Epithelial lined cysts rarely occur in skeletal bones, as embryonic epithelial rests are normally not found in them. They do, however, occur in the jaws where the majority is lined by epithelium derived from remnants of the odontogenic apparatus. These odontogenic cysts are classified as either developmental or inflammatory in origin. The calcifying odontogenic cyst (COC) is a rare example of a developmental odontogenic cyst.[9] The COC is a rare entity of uncertain pathogenesis. Its clinical and radiographic features are not pathognomonic, being characterized mainly by its histopathologic characteristics.[7] Gorlin and colleagues identified COC as a distinct pathology entity in 1962 although according to Altini and Farman, a similar occurring condition had previously been mentioned in German literature in 1932 by Rykwind. It was earlier thought to be an oral presentation of dermal calcifying epithelioma of malherbe.[10]

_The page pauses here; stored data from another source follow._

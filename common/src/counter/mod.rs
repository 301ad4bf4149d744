//! Counter
//!
//! A single 256-bit unsigned register mutated with checked arithmetic.
//! Reaching either bound is reported to the caller instead of wrapping.

use log::{debug, warn};
use primitive_types::U256;
use serde::{Deserialize, Serialize};

use crate::error::LedgerError;

#[derive(Clone, Copy, Debug, Default, PartialEq, Eq, Serialize, Deserialize)]
pub struct Counter {
    value: U256,
}

impl Counter {
    /// Create a counter starting at zero
    pub fn new() -> Self {
        Self::default()
    }

    pub fn with_value(value: U256) -> Self {
        Self { value }
    }

    /// Current value, never fails
    pub fn number(&self) -> U256 {
        self.value
    }

    pub fn increment(&mut self) -> Result<(), LedgerError> {
        let Some(value) = self.value.checked_add(U256::one()) else {
            if log::log_enabled!(log::Level::Warn) {
                warn!("Counter: increment rejected at maximum value");
            }
            return Err(LedgerError::Overflow);
        };

        self.value = value;
        if log::log_enabled!(log::Level::Debug) {
            debug!("Counter: incremented to {}", self.value);
        }
        Ok(())
    }

    pub fn decrement(&mut self) -> Result<(), LedgerError> {
        let Some(value) = self.value.checked_sub(U256::one()) else {
            if log::log_enabled!(log::Level::Warn) {
                warn!("Counter: decrement rejected at zero");
            }
            return Err(LedgerError::Underflow);
        };

        self.value = value;
        if log::log_enabled!(log::Level::Debug) {
            debug!("Counter: decremented to {}", self.value);
        }
        Ok(())
    }

    /// Overwrite the value; any U256 is accepted
    pub fn set_number(&mut self, value: U256) {
        self.value = value;
        if log::log_enabled!(log::Level::Debug) {
            debug!("Counter: set to {}", self.value);
        }
    }
}

#[cfg(test)]
mod tests {
    use super::*;

    #[test]
    fn test_starts_at_zero() {
        assert_eq!(Counter::new().number(), U256::zero());
    }

    #[test]
    fn test_increment() {
        let mut counter = Counter::new();
        counter.increment().unwrap();
        assert_eq!(counter.number(), U256::one());
    }

    #[test]
    fn test_set_then_decrement() {
        let mut counter = Counter::new();
        counter.set_number(U256::from(10u64));
        counter.decrement().unwrap();
        assert_eq!(counter.number(), U256::from(9u64));
    }

    #[test]
    fn test_decrement_at_zero_underflows() {
        let mut counter = Counter::new();
        assert_eq!(counter.decrement(), Err(LedgerError::Underflow));
        assert_eq!(counter.number(), U256::zero());
    }

    #[test]
    fn test_increment_at_max_overflows() {
        let mut counter = Counter::with_value(U256::MAX);
        assert_eq!(counter.increment(), Err(LedgerError::Overflow));
        assert_eq!(counter.number(), U256::MAX);

        counter.decrement().unwrap();
        counter.increment().unwrap();
        assert_eq!(counter.number(), U256::MAX);
    }

    #[test]
    fn test_snapshot_json() {
        let counter = Counter::with_value(U256::from(42u64));
        let json = serde_json::to_string(&counter).unwrap();
        let back: Counter = serde_json::from_str(&json).unwrap();
        assert_eq!(back, counter);
    }
}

WHO in 1971 described calcifying ghost cell odontogenic Cyst (CGCOC) as a “non-neoplastic cystic lesion.” Nevertheless, it was decided that the lesion should be categorized as a benign odontogenic tumor. WHO classified CGCOC in 1992 as a neoplasm rather than a cyst but confirmed most of the cases are non-neoplastic. In view of this duality, many different terminologies have been applied to cystic and solid CGCOC variants, but the most preferred term is calcifying odontogenic cyst.

Different terminologies for COC are reviewed in [Table 1].[4]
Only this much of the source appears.